Scalable, High Performance Fourier Domain Optical Coherence Tomography: Why FPGAs and Not GPGPUs

Fourier Domain Optical Coherence Tomography (FD-OCT) is an emerging biomedical imaging technology featuring ultra-high resolution and fast imaging speed. Due to the complexity of the FD-OCT algorithm, real time FD-OCT imaging demands high performance computing platforms. However, the scaling of real-time FD-OCT processing for increasing data acquisition rates and 3-dimensional (3D) imaging is quickly outpacing the performance of general purpose processors.
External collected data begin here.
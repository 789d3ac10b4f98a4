use clap::Parser;
use clap::builder::Styles;
use clap::builder::styling::{AnsiColor, Effects};
use std::path::PathBuf;

use crate::logging::LogLevel;

// Configures Clap v3-style help menu colors
const STYLES: Styles = Styles::styled()
    .header(AnsiColor::Green.on_default().effects(Effects::BOLD))
    .usage(AnsiColor::Green.on_default().effects(Effects::BOLD))
    .literal(AnsiColor::Cyan.on_default().effects(Effects::BOLD))
    .placeholder(AnsiColor::Cyan.on_default());

#[derive(Parser, Debug)]
#[command(
    author,
    name = "prelint",
    about = "prelint: lint a file, report its diagnostics, then preprocess it"
)]
#[command(version)]
#[command(styles = STYLES)]
pub struct Args {
    #[arg(help = "The source file to lint and preprocess.")]
    pub file: PathBuf,
    #[arg(
        short,
        long,
        help = "Where the preprocessed file is written. Defaults to `dist/<file name>`."
    )]
    pub output: Option<PathBuf>,
    #[arg(
        short,
        long,
        help = "Path to a `prelint.toml`. By default, it is searched in the current directory and its parents."
    )]
    pub config: Option<PathBuf>,
    #[arg(
        long,
        default_value = "false",
        help = "Disable colors in the output. The `NO_COLOR` environment variable has the same effect."
    )]
    pub no_color: bool,
    /// The log level. One of: `error`, `warn`, `info`, `debug`, or `trace`. Defaults
    /// to `warn`.
    #[arg(long)]
    pub log_level: Option<LogLevel>,
}
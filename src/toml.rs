use std::fs;
use std::path::{Path, PathBuf};

use crate::error::ConfigError;

pub const CONFIG_FILE_NAME: &str = "prelint.toml";

/// Look for `prelint.toml` in `dir` and then in each of its parents.
pub fn find_prelint_toml(dir: &Path) -> Option<PathBuf> {
    dir.ancestors()
        .map(|ancestor| ancestor.join(CONFIG_FILE_NAME))
        .find(|candidate| candidate.is_file())
}

pub fn parse_prelint_toml(path: &Path) -> Result<TomlOptions, ConfigError> {
    let content = fs::read_to_string(path)
        .map_err(|source| ConfigError::Read { path: path.to_path_buf(), source })?;
    toml::from_str(&content)
        .map_err(|source| ConfigError::Deserialize { path: path.to_path_buf(), source })
}

#[derive(Clone, Debug, PartialEq, Eq, Default, serde::Deserialize)]
#[serde(deny_unknown_fields, rename_all = "kebab-case")]
pub struct TomlOptions {
    pub lint: Option<LintTomlOptions>,
    pub bundle: Option<BundleTomlOptions>,
    pub output: Option<OutputTomlOptions>,
}

/// `[lint]`: the linter command, which must print a JSON report.
#[derive(Clone, Debug, PartialEq, Eq, Default, serde::Deserialize)]
#[serde(deny_unknown_fields, rename_all = "kebab-case")]
pub struct LintTomlOptions {
    pub command: Option<String>,
    pub args: Option<Vec<String>>,
}

/// `[bundle]`: the preprocessor run after linting.
#[derive(Clone, Debug, PartialEq, Eq, Default, serde::Deserialize)]
#[serde(deny_unknown_fields, rename_all = "kebab-case")]
pub struct BundleTomlOptions {
    pub command: Option<String>,
    pub args: Option<Vec<String>>,
    pub create_dirs: Option<bool>,
}

#[derive(Clone, Debug, PartialEq, Eq, Default, serde::Deserialize)]
#[serde(deny_unknown_fields, rename_all = "kebab-case")]
pub struct OutputTomlOptions {
    pub color: Option<bool>,
}
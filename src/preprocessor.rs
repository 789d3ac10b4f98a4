use std::fs;
use std::path::{Path, PathBuf};
use std::process::Command;

use crate::error::PreprocessError;
use crate::file::FileDescriptor;

/// A step that takes a source file and turns it into something a build can
/// consume.
///
/// `Output` is whatever the step produces: a `Result`, a future, a plain
/// value. Callers that sit in front of a preprocessor hand it back without
/// looking inside.
pub trait Preprocessor {
    type Output;

    fn preprocess(&self, file: &FileDescriptor) -> Self::Output;
}

impl<F, T> Preprocessor for F
where
    F: Fn(&FileDescriptor) -> T,
{
    type Output = T;

    fn preprocess(&self, file: &FileDescriptor) -> T {
        self(file)
    }
}

/// Options of [`BundlePreprocessor`].
#[derive(Clone, Debug, PartialEq, Eq)]
pub struct BundleOptions {
    /// External bundler to run. Without one, the source is written to the
    /// output path unchanged.
    pub command: Option<String>,
    /// Arguments of `command`. `{input}` and `{output}` are replaced by the
    /// source and output paths.
    pub args: Vec<String>,
    /// Create the parent directories of the output path if needed.
    pub create_dirs: bool,
}

impl Default for BundleOptions {
    fn default() -> Self {
        Self { command: None, args: Vec::new(), create_dirs: true }
    }
}

/// The preprocessor used when none is supplied.
#[derive(Clone, Debug, Default)]
pub struct BundlePreprocessor {
    options: BundleOptions,
}

impl BundlePreprocessor {
    pub fn new(options: BundleOptions) -> Self {
        tracing::debug!("Creating bundle preprocessor with {:?}", options);
        Self { options }
    }

    pub fn options(&self) -> &BundleOptions {
        &self.options
    }

    fn run_command(
        &self,
        command: &str,
        input: &Path,
        output: &Path,
    ) -> Result<(), PreprocessError> {
        let args = self.options.args.iter().map(|arg| {
            arg.replace("{input}", &input.to_string_lossy())
                .replace("{output}", &output.to_string_lossy())
        });

        let result = Command::new(command)
            .args(args)
            .output()
            .map_err(|source| PreprocessError::Spawn { command: command.to_string(), source })?;

        if !result.status.success() {
            return Err(PreprocessError::Failed {
                command: command.to_string(),
                status: result.status,
                stderr: String::from_utf8_lossy(&result.stderr).trim().to_string(),
            });
        }
        Ok(())
    }
}

impl Preprocessor for BundlePreprocessor {
    type Output = Result<PathBuf, PreprocessError>;

    fn preprocess(&self, file: &FileDescriptor) -> Self::Output {
        let input = file.file_path();
        let output = file.output_path();

        if !input.is_file() {
            return Err(PreprocessError::MissingSource(input.to_path_buf()));
        }

        if self.options.create_dirs
            && let Some(parent) = output.parent()
            && !parent.as_os_str().is_empty()
        {
            fs::create_dir_all(parent)
                .map_err(|source| PreprocessError::Write { path: parent.to_path_buf(), source })?;
        }

        tracing::debug!("Bundling {} into {}", input.display(), output.display());

        match &self.options.command {
            Some(command) => self.run_command(command, input, output)?,
            None => {
                fs::copy(input, output)
                    .map_err(|source| PreprocessError::Write { path: output.to_path_buf(), source })?;
            }
        }

        Ok(output.to_path_buf())
    }
}
use crate::{Client, TwilioError};
use reqwest::Method;
use serde::Deserialize;

/// Parameters for registering a new TwiML application.
pub struct NewApplication<'a> {
    pub friendly_name: &'a str,
    pub voice_url: &'a str,
}

impl<'a> NewApplication<'a> {
    pub fn new(friendly_name: &'a str, voice_url: &'a str) -> NewApplication<'a> {
        NewApplication {
            friendly_name,
            voice_url,
        }
    }
}

#[derive(Debug, Deserialize)]
pub struct Application {
    pub sid: String,
    pub friendly_name: Option<String>,
    pub voice_url: Option<String>,
    pub voice_method: Option<String>,
}

impl Client {
    pub async fn create_application(
        &self,
        app: NewApplication<'_>,
    ) -> Result<Application, TwilioError> {
        let opts = [
            ("FriendlyName", app.friendly_name),
            ("VoiceUrl", app.voice_url),
            ("VoiceMethod", "POST"),
        ];
        self.send_request(Method::POST, "Applications", &opts).await
    }

    /// Points an existing application at a new voice callback url.
    pub async fn update_application_voice_url(
        &self,
        sid: &str,
        voice_url: &str,
    ) -> Result<Application, TwilioError> {
        let opts = [("VoiceUrl", voice_url)];
        self.send_request(Method::POST, &format!("Applications/{sid}"), &opts)
            .await
    }
}
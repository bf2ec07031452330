mod dial;
mod say;

pub use dial::{Dial, DialTarget};
pub use say::Say;

/// A single TwiML verb that can be nested inside a `<Response>`.
pub trait Action {
    fn as_twiml(&self) -> String;
}

/// An ordered list of verbs, rendered as a complete TwiML document.
#[derive(Debug, Default, Clone)]
pub struct Twiml {
    body: String,
}

impl Twiml {
    pub fn new() -> Twiml {
        Twiml::default()
    }

    pub fn add(&mut self, action: &dyn Action) -> &mut Twiml {
        self.body.push_str(&action.as_twiml());
        self
    }

    pub fn as_twiml(&self) -> String {
        format!(
            "<?xml version=\"1.0\" encoding=\"UTF-8\"?>{}",
            format_xml_string("Response", &[], &self.body)
        )
    }
}

/// Formats an element. `inner` is inserted verbatim, attribute values are escaped.
fn format_xml_string(tag: &str, attributes: &[(&str, &str)], inner: &str) -> String {
    let attrs: String = attributes
        .iter()
        .map(|(name, value)| format!(" {}=\"{}\"", name, escape_xml(value)))
        .collect();

    if inner.is_empty() {
        format!("<{}{}/>", tag, attrs)
    } else {
        format!("<{}{}>{}</{}>", tag, attrs, inner, tag)
    }
}

fn escape_xml(s: &str) -> String {
    s.replace('&', "&amp;")
        .replace('<', "&lt;")
        .replace('>', "&gt;")
        .replace('"', "&quot;")
        .replace('\'', "&apos;")
}
mod application;
pub mod twiml;

pub use application::{Application, NewApplication};
use reqwest::{Client as ReqwestClient, Method, StatusCode};
use serde::Deserialize;
use std::error::Error;
use std::fmt::{self, Display, Formatter};

const API_BASE_URL: &str = "https://api.twilio.com/2010-04-01";

#[derive(Clone)]
pub struct Client {
    account_id: String,
    auth_token: String,
    base_url: String,
    client: ReqwestClient,
}

#[derive(Debug)]
pub enum TwilioError {
    ReqwestError(reqwest::Error),
    ConnectError(reqwest::Error),
    Timeout,
    ApiError { status: StatusCode, message: String },
    ParsingError,
}

impl TwilioError {
    /// Whether the request failed before it could reach Twilio. Only these
    /// failures are safe to repeat for requests that create resources.
    pub fn is_transient(&self) -> bool {
        matches!(self, TwilioError::ConnectError(_))
    }
}

impl From<reqwest::Error> for TwilioError {
    fn from(e: reqwest::Error) -> Self {
        if e.is_timeout() {
            TwilioError::Timeout
        } else if e.is_connect() {
            TwilioError::ConnectError(e)
        } else {
            TwilioError::ReqwestError(e)
        }
    }
}

impl Display for TwilioError {
    fn fmt(&self, f: &mut Formatter) -> fmt::Result {
        match *self {
            TwilioError::ReqwestError(ref e) => e.fmt(f),
            TwilioError::ConnectError(ref e) => write!(f, "Failed to connect to Twilio: {}", e),
            TwilioError::Timeout => f.write_str("Request to Twilio timed out"),
            TwilioError::ApiError {
                ref status,
                ref message,
            } => write!(f, "Twilio responded with {}: {}", status, message),
            TwilioError::ParsingError => f.write_str("Parsing error"),
        }
    }
}

impl Error for TwilioError {
    fn source(&self) -> Option<&(dyn Error + 'static)> {
        match *self {
            TwilioError::ReqwestError(ref e) | TwilioError::ConnectError(ref e) => Some(e),
            _ => None,
        }
    }
}

/// Error body returned by the Twilio REST API on non-2xx responses.
#[derive(Deserialize)]
struct ApiErrorBody {
    message: String,
}

impl Client {
    pub fn new(account_id: &str, auth_token: &str) -> Client {
        Client::with_http(account_id, auth_token, ReqwestClient::new())
    }

    /// Builds a client on top of an existing reqwest client, so connection pools
    /// and timeouts can be shared between accounts.
    pub fn with_http(account_id: &str, auth_token: &str, client: ReqwestClient) -> Client {
        Client {
            account_id: account_id.to_string(),
            auth_token: auth_token.to_string(),
            base_url: API_BASE_URL.to_string(),
            client,
        }
    }

    /// Points the client at another API root, e.g. a local mock server.
    pub fn with_base_url(mut self, base_url: &str) -> Client {
        self.base_url = base_url.trim_end_matches('/').to_string();
        self
    }

    async fn send_request<T>(
        &self,
        method: Method,
        endpoint: &str,
        params: &[(&str, &str)],
    ) -> Result<T, TwilioError>
    where
        T: serde::de::DeserializeOwned,
    {
        let url = &format!(
            "{}/Accounts/{}/{}.json",
            self.base_url, self.account_id, endpoint
        );

        let response = self
            .client
            .request(method, url)
            .basic_auth(&self.account_id, Some(&self.auth_token))
            .form(&params)
            .send()
            .await?;

        match response.status() {
            StatusCode::CREATED | StatusCode::OK => {}
            status => {
                let content = response.text().await.unwrap_or_default();
                log::error!("Twilio request to {endpoint} failed with {status}: {content}");

                let message = serde_json::from_str::<ApiErrorBody>(&content)
                    .map(|body| body.message)
                    .unwrap_or(content);
                return Err(TwilioError::ApiError { status, message });
            }
        };

        response.json::<T>().await.map_err(|e| {
            if e.is_timeout() {
                TwilioError::Timeout
            } else {
                TwilioError::ParsingError
            }
        })
    }
}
Our research analyzes the scalability of accelerating FD-OCT processing on two potential implementation platforms: General Purpose Graphical Processing Units (GPGPUs) and Field Programmable Gate Arrays (FPGAs). We implemented a complete FD-OCT system using a NVIDIA GPGPU as co-processor, with a speed up of 6.9x over general purpose processors (GPPs). We also created a hardware processing engine using FPGAs with a speed up of 15.5x over GPPs for a single pipeline, which can be replicated to further increase performance. Our analysis of the performance and scalability for both platforms shows that, while GPGPUs offer an easy and low cost solution for accelerating FD-OCT, FPGAs are more likely to match the long term demands for real-time, 3D, FD-OCT imaging.